[Start of section]

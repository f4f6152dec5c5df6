// src/api/handlers.rs

use axum::extract::rejection::JsonRejection;
use axum::extract::State;
use axum::http::StatusCode;
use axum::Json;

use crate::api::{types::*, ApiState};
use crate::core::orchestrator::Orchestrator;
use crate::core::types::{EssayReport, EssayRequest};
use crate::infra::errors::RedraftError;

/// POST /api/v1/essays — Run the refine loop to completion and return the report.
pub async fn evaluate_essay(
    State(state): State<ApiState>,
    payload: Result<Json<EssayRequest>, JsonRejection>,
) -> Result<Json<EssayReport>, (StatusCode, Json<ErrorResponse>)> {
    // Out-of-range or mistyped fields are caller mistakes, same as an empty essay.
    let Json(body) = payload
        .map_err(|rej| error_response(RedraftError::InvalidInput(rej.body_text())))?;

    // Fresh orchestrator per request so token usage is per request.
    let orchestrator = Orchestrator::from_config(state.provider.clone(), &state.config);
    match orchestrator.run(body).await {
        Ok(report) => Ok(Json(report)),
        Err(e) => Err(error_response(e)),
    }
}

/// GET /api/v1/health
pub async fn health() -> Json<HealthResponse> {
    Json(HealthResponse {
        status: "ok".into(),
        version: env!("CARGO_PKG_VERSION").into(),
    })
}

/// Map a loop failure onto an HTTP status.
pub fn error_response(err: RedraftError) -> (StatusCode, Json<ErrorResponse>) {
    let status = match err {
        RedraftError::InvalidInput(_) => StatusCode::BAD_REQUEST,
        RedraftError::MalformedResponse { .. } | RedraftError::GenerationFailure { .. } => {
            StatusCode::BAD_GATEWAY
        }
        RedraftError::Cancelled => StatusCode::SERVICE_UNAVAILABLE,
        _ => StatusCode::INTERNAL_SERVER_ERROR,
    };

    if status.is_server_error() {
        tracing::warn!(status = status.as_u16(), "Essay request failed: {}", err);
        if let Some(raw) = err.raw_response() {
            tracing::debug!("Raw model output: {}", crate::util::truncate_str(raw, 500));
        }
    }

    (
        status,
        Json(ErrorResponse {
            error: err.to_string(),
            retryable: err.is_transient(),
            raw: err.raw_response().map(str::to_string),
        }),
    )
}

[End of section]

**WHAT YOU WILL DO**.
Your task is to show every line of the listing above containing "into".

**YOUR RESPONSE**.
        status: "ok".into(),
        version: env!("CARGO_PKG_VERSION").into(),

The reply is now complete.